* **Goal of the exercise**: In the records below, find the line containing "if stack_depth >"; copy exactly that line and all lines after it to the end, and nothing else.

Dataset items
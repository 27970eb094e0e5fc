//! Bytecode verification

use crate::encoder::BytecodeReader;
use crate::module::{Function, Module};
use crate::opcode::Opcode;
use std::collections::HashSet;

/// Bytecode verification errors
#[derive(Debug, thiserror::Error)]
pub enum VerifyError {
    /// Invalid opcode
    #[error("Invalid opcode {opcode:#x} at offset {offset}")]
    InvalidOpcode { opcode: u8, offset: usize },

    /// Stack underflow
    #[error("Stack underflow at offset {0}")]
    StackUnderflow(usize),

    /// Stack overflow
    #[error("Stack overflow at offset {0} (depth: {1})")]
    StackOverflow(usize, i32),

    /// Invalid jump target
    #[error("Invalid jump target {target} at offset {offset}")]
    InvalidJumpTarget { target: usize, offset: usize },

    /// Invalid constant pool reference
    #[error("Invalid constant pool reference: index {index} at offset {offset}")]
    InvalidConstantRef { index: u32, offset: usize },

    /// Invalid local variable reference
    #[error("Invalid local variable reference: index {index} (max {max}) at offset {offset}")]
    InvalidLocalRef {
        index: usize,
        max: usize,
        offset: usize,
    },

    /// Execution falls off end
    #[error("Execution falls off end of function at offset {0}")]
    FallOffEnd(usize),

    /// Module validation error
    #[error("Module validation error: {0}")]
    ModuleValidation(String),

    /// Decode error
    #[error("Decode error: {0}")]
    DecodeError(String),
}

/// Verify a module's bytecode
pub fn verify_module(module: &Module) -> Result<(), VerifyError> {
    // Validate module structure
    module
        .validate()
        .map_err(|e| VerifyError::ModuleValidation(e))?;

    // Verify each function
    for function in &module.functions {
        verify_function(function, module)?;
    }

    Ok(())
}

/// Verify a single function's bytecode
fn verify_function(function: &Function, module: &Module) -> Result<(), VerifyError> {
    // Empty functions are allowed
    if function.code.is_empty() {
        return Ok(());
    }

    // Parse all instructions and collect jump targets
    let instructions = parse_instructions(&function.code)?;
    let jump_targets = collect_jump_targets(&instructions)?;

    // Verify all jump targets are valid instruction boundaries
    for &target in &jump_targets {
        if !is_valid_instruction_boundary(target, &instructions) {
            return Err(VerifyError::InvalidJumpTarget {
                target,
                offset: target,
            });
        }
    }

    // Verify stack depth consistency
    verify_stack_depth(&instructions, &jump_targets)?;

    // Verify constant pool references
    verify_constant_refs(&instructions, module)?;

    // Verify local variable references
    verify_local_refs(&instructions, function)?;

    // Ensure function ends with a terminator
    if let Some(last_instr) = instructions.last() {
        if !last_instr.opcode.is_terminator() {
            return Err(VerifyError::FallOffEnd(last_instr.offset));
        }
    }

    Ok(())
}

/// Parsed instruction
#[derive(Debug, Clone)]
struct Instruction {
    offset: usize,
    opcode: Opcode,
    operands: Vec<u8>,
}

/// Parse all instructions from bytecode
fn parse_instructions(code: &[u8]) -> Result<Vec<Instruction>, VerifyError> {
    let mut instructions = Vec::new();
    let mut reader = BytecodeReader::new(code);

    while reader.has_more() {
        let offset = reader.position();
        let byte = reader
            .read_u8()
            .map_err(|e| VerifyError::DecodeError(e.to_string()))?;

        let opcode = Opcode::from_u8(byte).ok_or(VerifyError::InvalidOpcode {
            opcode: byte,
            offset,
        })?;

        // Read operands based on opcode
        let operand_size = get_operand_size(opcode);
        let operands = if operand_size > 0 {
            reader
                .read_bytes(operand_size)
                .map_err(|e| VerifyError::DecodeError(e.to_string()))?
        } else {
            Vec::new()
        };

        instructions.push(Instruction {
            offset,
            opcode,
            operands,
        });
    }

    Ok(instructions)
}

/// Get the operand size for an opcode (in bytes)
fn get_operand_size(opcode: Opcode) -> usize {
    match opcode {
        // No operands
        Opcode::Nop
        | Opcode::Pop
        | Opcode::Dup
        | Opcode::Swap
        | Opcode::ConstNull
        | Opcode::ConstTrue
        | Opcode::ConstFalse
        | Opcode::LoadLocal0
        | Opcode::LoadLocal1
        | Opcode::StoreLocal0
        | Opcode::StoreLocal1
        | Opcode::Iadd
        | Opcode::Isub
        | Opcode::Imul
        | Opcode::Idiv
        | Opcode::Imod
        | Opcode::Ineg
        | Opcode::Fadd
        | Opcode::Fsub
        | Opcode::Fmul
        | Opcode::Fdiv
        | Opcode::Fneg
        | Opcode::Nadd
        | Opcode::Nsub
        | Opcode::Nmul
        | Opcode::Ndiv
        | Opcode::Nmod
        | Opcode::Nneg
        | Opcode::Ieq
        | Opcode::Ine
        | Opcode::Ilt
        | Opcode::Ile
        | Opcode::Igt
        | Opcode::Ige
        | Opcode::Feq
        | Opcode::Fne
        | Opcode::Flt
        | Opcode::Fle
        | Opcode::Fgt
        | Opcode::Fge
        | Opcode::Eq
        | Opcode::Ne
        | Opcode::StrictEq
        | Opcode::StrictNe
        | Opcode::Not
        | Opcode::And
        | Opcode::Or
        | Opcode::Typeof
        | Opcode::Sconcat
        | Opcode::Slen
        | Opcode::Seq
        | Opcode::Sne
        | Opcode::Slt
        | Opcode::Sle
        | Opcode::Sgt
        | Opcode::Sge
        | Opcode::ToString
        | Opcode::Return
        | Opcode::ReturnVoid
        | Opcode::LoadElem
        | Opcode::StoreElem
        | Opcode::ArrayLen
        | Opcode::Await
        | Opcode::Yield
        | Opcode::NewMutex
        | Opcode::MutexLock
        | Opcode::MutexUnlock
        | Opcode::Throw
        | Opcode::ReflectTypeof
        | Opcode::ReflectGetProps
        | Opcode::ReflectGetProp
        | Opcode::ReflectSetProp
        | Opcode::ReflectHasProp
        | Opcode::JsonIndex => 0,

        // 2-byte operands (u16)
        | Opcode::LoadLocal
        | Opcode::StoreLocal
        | Opcode::LoadField
        | Opcode::StoreField
        | Opcode::LoadFieldFast
        | Opcode::StoreFieldFast
        | Opcode::OptionalField
        | Opcode::InitObject
        | Opcode::InitArray
        | Opcode::InitTuple
        | Opcode::CloseVar
        | Opcode::LoadCaptured
        | Opcode::StoreCaptured
        | Opcode::Trap => 2,

        // 4-byte operands (i32 or u32)
        Opcode::ConstI32 => 4,
        Opcode::Jmp | Opcode::JmpIfFalse | Opcode::JmpIfTrue | Opcode::JmpIfNull | Opcode::JmpIfNotNull => 4,
        Opcode::ConstStr
        | Opcode::LoadConst
        | Opcode::LoadGlobal
        | Opcode::StoreGlobal
        | Opcode::New
        | Opcode::NewArray
        | Opcode::LoadModule
        | Opcode::ReflectTypeinfo
        | Opcode::TaskThen
        | Opcode::JsonGet
        | Opcode::JsonCast => 4,

        // 8-byte operands (f64)
        Opcode::ConstF64 => 8,

        // 6-byte operands (u32 + u16)
        Opcode::Call
        | Opcode::CallMethod
        | Opcode::CallConstructor
        | Opcode::CallSuper
        | Opcode::CallStatic
        | Opcode::ObjectLiteral
        | Opcode::Spawn
        | Opcode::MakeClosure => 6,

        // 8-byte operands (u32 + u32)
        Opcode::ArrayLiteral => 8,

        // 6-byte operands (u32 + u16)
        Opcode::TupleLiteral => 6,

        // Special cases
        Opcode::LoadStatic | Opcode::StoreStatic => 4,
        Opcode::TupleGet => 0,
        Opcode::ReflectInstanceof => 0,
        Opcode::ReflectConstruct => 2,
    }
}

/// Collect all jump targets from instructions
fn collect_jump_targets(instructions: &[Instruction]) -> Result<HashSet<usize>, VerifyError> {
    let mut targets = HashSet::new();

    for instr in instructions {
        if instr.opcode.is_jump() && !instr.operands.is_empty() {
            // Parse jump offset (i32)
            if instr.operands.len() >= 4 {
                let offset_bytes: [u8; 4] = [
                    instr.operands[0],
                    instr.operands[1],
                    instr.operands[2],
                    instr.operands[3],
                ];
                let jump_offset = i32::from_le_bytes(offset_bytes);

                // Calculate absolute target
                let target = (instr.offset as i32 + 1 + 4 + jump_offset) as usize;
                targets.insert(target);
            }
        }
    }

    Ok(targets)
}

/// Check if an offset is a valid instruction boundary
fn is_valid_instruction_boundary(offset: usize, instructions: &[Instruction]) -> bool {
    instructions.iter().any(|instr| instr.offset == offset)
}

/// Verify stack depth consistency using abstract interpretation
fn verify_stack_depth(
    instructions: &[Instruction],
    _jump_targets: &HashSet<usize>,
) -> Result<(), VerifyError> {
    let mut stack_depth = 0i32;
    const MAX_STACK_DEPTH: i32 = 1024;

    for instr in instructions {
        // Calculate stack effect
        let (pops, pushes) = get_stack_effect(instr.opcode);

        // Check for underflow
        if stack_depth < pops {
            return Err(VerifyError::StackUnderflow(instr.offset));
        }

        stack_depth -= pops;
        stack_depth += pushes;

        // Check for overflow
        if stack_depth > MAX_STACK_DEPTH {
            return Err(VerifyError::StackOverflow(instr.offset, stack_depth));
        }
    }

    Ok(())
}
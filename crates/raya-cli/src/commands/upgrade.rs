//! `raya upgrade` — Upgrade Raya installation.

pub fn execute(
    version: Option<String>,
    check: bool,
    _force: bool,
) -> anyhow::Result<()> {
    if check {
        println!("Checking for updates...");
        eprintln!("(Not yet implemented)");
        return Ok(());
    }

    if let Some(v) = version {
        println!("Upgrading to version: {}", v);
    } else {
        println!("Upgrading to latest version...");
    }
    eprintln!("(Not yet implemented)");
    Ok(())
}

* **Written answer**:
        if stack_depth > MAX_STACK_DEPTH {
            return Err(VerifyError::StackOverflow(instr.offset, stack_depth));
        }
    }

    Ok(())
}
filename crates/raya-cli/src/commands/upgrade.rs
//! `raya upgrade` — Upgrade Raya installation.

pub fn execute(
    version: Option<String>,
    check: bool,
    _force: bool,
) -> anyhow::Result<()> {
    if check {
        println!("Checking for updates...");
        eprintln!("(Not yet implemented)");
        return Ok(());
    }

    if let Some(v) = version {
        println!("Upgrading to version: {}", v);
    } else {
        println!("Upgrading to latest version...");
    }
    eprintln!("(Not yet implemented)");
    Ok(())
}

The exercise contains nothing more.